* [TASK TO CARRY OUT]
Using the listing below, report all lines holding the word "storage".

### RECORDED INFORMATION

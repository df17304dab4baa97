//! Note record parsing.
//!
//! The notes file is a JSON array of objects. `NoteId` is transmitted as a
//! string even though it denotes an integer.

use serde_json::Value;

use super::error::NotesError;
use super::types::{Note, NOTE, NOTE_ID, USER_ID};

/// Parses a notes document into its raw records.
///
/// Only the document shape is checked here; records are validated one at a
/// time by [`note_from_record`] so that a bad record stops a load at that
/// record instead of before the first one.
pub fn parse_records(json: &str) -> Result<Vec<Value>, NotesError> {
    match serde_json::from_str::<Value>(json) {
        Ok(Value::Array(records)) => Ok(records),
        Ok(_) => Err(NotesError::NotAnArray),
        Err(e) => Err(NotesError::Malformed(e.to_string())),
    }
}

/// Extracts a note from the record at `index`.
pub fn note_from_record(index: usize, record: &Value) -> Result<Note, NotesError> {
    Ok(Note {
        user_id: string_field(index, record, USER_ID)?,
        note_id: integer_field(index, record, NOTE_ID)?,
        note: string_field(index, record, NOTE)?,
    })
}

fn field<'a>(index: usize, record: &'a Value, name: &'static str) -> Result<&'a Value, NotesError> {
    match record.get(name) {
        Some(Value::Null) | None => Err(NotesError::FieldMissing { index, field: name }),
        Some(value) => Ok(value),
    }
}

fn string_field(index: usize, record: &Value, name: &'static str) -> Result<String, NotesError> {
    match field(index, record, name)? {
        Value::String(s) => Ok(s.clone()),
        other => Err(NotesError::InvalidField {
            index,
            field: name,
            reason: format!("expected a string, got {}", other),
        }),
    }
}

fn integer_field(index: usize, record: &Value, name: &'static str) -> Result<i64, NotesError> {
    let value = field(index, record, name)?;
    let parsed = match value {
        Value::String(s) => s.trim().parse::<i64>().ok(),
        Value::Number(n) => n.as_i64(),
        _ => None,
    };

    parsed.ok_or_else(|| NotesError::InvalidField {
        index,
        field: name,
        reason: format!("expected an integer, got {}", value),
    })
}
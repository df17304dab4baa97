use thiserror::Error;

/// Errors reported by a [`NoteStore`](super::NoteStore) implementation.
#[derive(Debug, Error, Clone, PartialEq, Eq)]
pub enum StoreError {
    #[error("Throttled: {0}")]
    Throttled(String),
    #[error("Store unavailable: {0}")]
    Unavailable(String),
    #[error("Not found: {0}")]
    NotFound(String),
    #[error("Request rejected: {0}")]
    Rejected(String),
    #[error("Invalid data: {0}")]
    InvalidData(String),
    #[error("{0}")]
    Other(String),
}

impl StoreError {
    /// Whether repeating the same request later may succeed.
    pub fn is_transient(&self) -> bool {
        matches!(self, StoreError::Throttled(_) | StoreError::Unavailable(_))
    }
}

/// Result type for store operations.
pub type StoreResult<T> = std::result::Result<T, StoreError>;
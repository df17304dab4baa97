//! Cancellation for in-flight workflows.

use std::future::Future;
use std::sync::Arc;
use std::time::Duration;

use tokio::signal;
use tokio::sync::watch;

use crate::error::{Result, WorkflowError};

/// Shared cancellation flag.
///
/// Cloned into every workflow; once triggered, every pending remote call,
/// poll delay and retry delay raced through [`Shutdown::run`] resolves to
/// [`WorkflowError::Cancelled`].
#[derive(Debug, Clone)]
pub struct Shutdown {
    tx: Arc<watch::Sender<bool>>,
}

impl Default for Shutdown {
    fn default() -> Self {
        Self::new()
    }
}

impl Shutdown {
    pub fn new() -> Self {
        let (tx, _) = watch::channel(false);
        Self { tx: Arc::new(tx) }
    }

    /// Signals cancellation to every clone.
    pub fn trigger(&self) {
        self.tx.send_replace(true);
    }

    pub fn is_triggered(&self) -> bool {
        *self.tx.borrow()
    }

    /// Resolves once cancellation has been signalled.
    pub async fn triggered(&self) {
        let mut rx = self.tx.subscribe();
        // The sender lives as long as `self`, so this only returns on trigger.
        let _ = rx.wait_for(|cancelled| *cancelled).await;
    }

    /// Runs `fut` unless cancellation fires first.
    pub async fn run<T, F>(&self, fut: F) -> Result<T>
    where
        F: Future<Output = Result<T>>,
    {
        tokio::select! {
            biased;
            _ = self.triggered() => Err(WorkflowError::Cancelled),
            result = fut => result,
        }
    }

    /// Sleeps for `delay` unless cancellation fires first.
    pub async fn sleep(&self, delay: Duration) -> Result<()> {
        self.run(async {
            tokio::time::sleep(delay).await;
            Ok(())
        })
        .await
    }
}

/// Triggers `shutdown` on Ctrl+C or SIGTERM.
pub async fn listen_for_signals(shutdown: Shutdown) {
    let ctrl_c = async {
        if let Err(err) = signal::ctrl_c().await {
            tracing::warn!(error = %err, "failed to install Ctrl+C handler");
            std::future::pending::<()>().await;
        }
    };

    #[cfg(unix)]
    let terminate = async {
        match signal::unix::signal(signal::unix::SignalKind::terminate()) {
            Ok(mut stream) => {
                stream.recv().await;
            }
            Err(err) => {
                tracing::warn!(error = %err, "failed to install SIGTERM handler");
                std::future::pending::<()>().await;
            }
        }
    };

    #[cfg(not(unix))]
    let terminate = std::future::pending::<()>();

    tokio::select! {
        _ = ctrl_c => {
            tracing::info!("Received Ctrl+C, cancelling...");
        }
        _ = terminate => {
            tracing::info!("Received SIGTERM, cancelling...");
        }
    }

    shutdown.trigger();
}
//! DynamoDB store implementation.
//!
//! Implements `NoteStore` from `notetable_core::storage` using DynamoDB.

use async_trait::async_trait;
use aws_sdk_dynamodb::types::{
    AttributeDefinition, KeySchemaElement, KeyType, ProvisionedThroughput,
};
use aws_sdk_dynamodb::Client;

use notetable_core::notes::Note;
use notetable_core::storage::{NoteStore, ScanCursor, ScanOutput, StoreError, StoreResult};
use notetable_core::table::{KeyAttribute, TableDefinition, TableStatus};

use super::conversions::{
    cursor_to_key, item_to_note, key_to_cursor, note_to_item, to_scalar_type, to_table_status,
};
use super::error::{
    map_create_table_error, map_describe_table_error, map_put_item_error, map_scan_error,
};

/// DynamoDB-backed note store.
pub struct DynamoDbStore {
    client: Client,
}

impl DynamoDbStore {
    /// Creates a new store with the given DynamoDB client.
    pub fn new(client: Client) -> Self {
        Self { client }
    }
}

fn build_error(err: impl std::fmt::Display) -> StoreError {
    StoreError::Other(format!("Invalid request: {}", err))
}

fn key_schema_element(key: &KeyAttribute, key_type: KeyType) -> StoreResult<KeySchemaElement> {
    KeySchemaElement::builder()
        .attribute_name(&key.name)
        .key_type(key_type)
        .build()
        .map_err(build_error)
}

fn attribute_definition(key: &KeyAttribute) -> StoreResult<AttributeDefinition> {
    AttributeDefinition::builder()
        .attribute_name(&key.name)
        .attribute_type(to_scalar_type(key.attribute_type))
        .build()
        .map_err(build_error)
}

#[async_trait]
impl NoteStore for DynamoDbStore {
    async fn create_table(&self, definition: &TableDefinition) -> StoreResult<TableStatus> {
        let key_schema = vec![
            key_schema_element(&definition.partition_key, KeyType::Hash)?,
            key_schema_element(&definition.sort_key, KeyType::Range)?,
        ];
        let attribute_definitions = vec![
            attribute_definition(&definition.partition_key)?,
            attribute_definition(&definition.sort_key)?,
        ];
        let throughput = ProvisionedThroughput::builder()
            .read_capacity_units(definition.throughput.read_capacity_units)
            .write_capacity_units(definition.throughput.write_capacity_units)
            .build()
            .map_err(build_error)?;

        tracing::debug!(table = %definition.name, "CreateTable");

        let output = self
            .client
            .create_table()
            .table_name(&definition.name)
            .set_key_schema(Some(key_schema))
            .set_attribute_definitions(Some(attribute_definitions))
            .provisioned_throughput(throughput)
            .send()
            .await
            .map_err(|e| map_create_table_error(e, &definition.name))?;

        Ok(output
            .table_description()
            .and_then(|table| table.table_status())
            .map(to_table_status)
            .unwrap_or(TableStatus::Creating))
    }

    async fn describe_table(&self, table_name: &str) -> StoreResult<TableStatus> {
        tracing::debug!(table = %table_name, "DescribeTable");

        let output = self
            .client
            .describe_table()
            .table_name(table_name)
            .send()
            .await
            .map_err(|e| map_describe_table_error(e, table_name))?;

        output
            .table()
            .and_then(|table| table.table_status())
            .map(to_table_status)
            .ok_or_else(|| {
                StoreError::InvalidData(format!("No status reported for table {}", table_name))
            })
    }

    async fn put_note(&self, table_name: &str, note: &Note) -> StoreResult<()> {
        tracing::debug!(
            table = %table_name,
            user_id = %note.user_id,
            note_id = note.note_id,
            "PutItem"
        );

        self.client
            .put_item()
            .table_name(table_name)
            .set_item(Some(note_to_item(note)))
            .send()
            .await
            .map_err(|e| map_put_item_error(e, table_name))?;

        Ok(())
    }

    async fn scan_page(
        &self,
        table_name: &str,
        limit: u32,
        start: Option<ScanCursor>,
    ) -> StoreResult<ScanOutput> {
        tracing::debug!(table = %table_name, limit, resumed = start.is_some(), "Scan");

        let limit = i32::try_from(limit).unwrap_or(i32::MAX);
        let output = self
            .client
            .scan()
            .table_name(table_name)
            .limit(limit)
            .set_exclusive_start_key(start.as_ref().map(cursor_to_key))
            .send()
            .await
            .map_err(|e| map_scan_error(e, table_name))?;

        let notes = output
            .items
            .unwrap_or_default()
            .iter()
            .map(item_to_note)
            .collect::<StoreResult<Vec<_>>>()?;
        let next = key_to_cursor(output.last_evaluated_key)?;

        Ok(ScanOutput { notes, next })
    }
}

######

* [SOLUTION TO THE PROBLEM]
//! Implements `NoteStore` from `notetable_core::storage` using DynamoDB.
use notetable_core::storage::{NoteStore, ScanCursor, ScanOutput, StoreError, StoreResult};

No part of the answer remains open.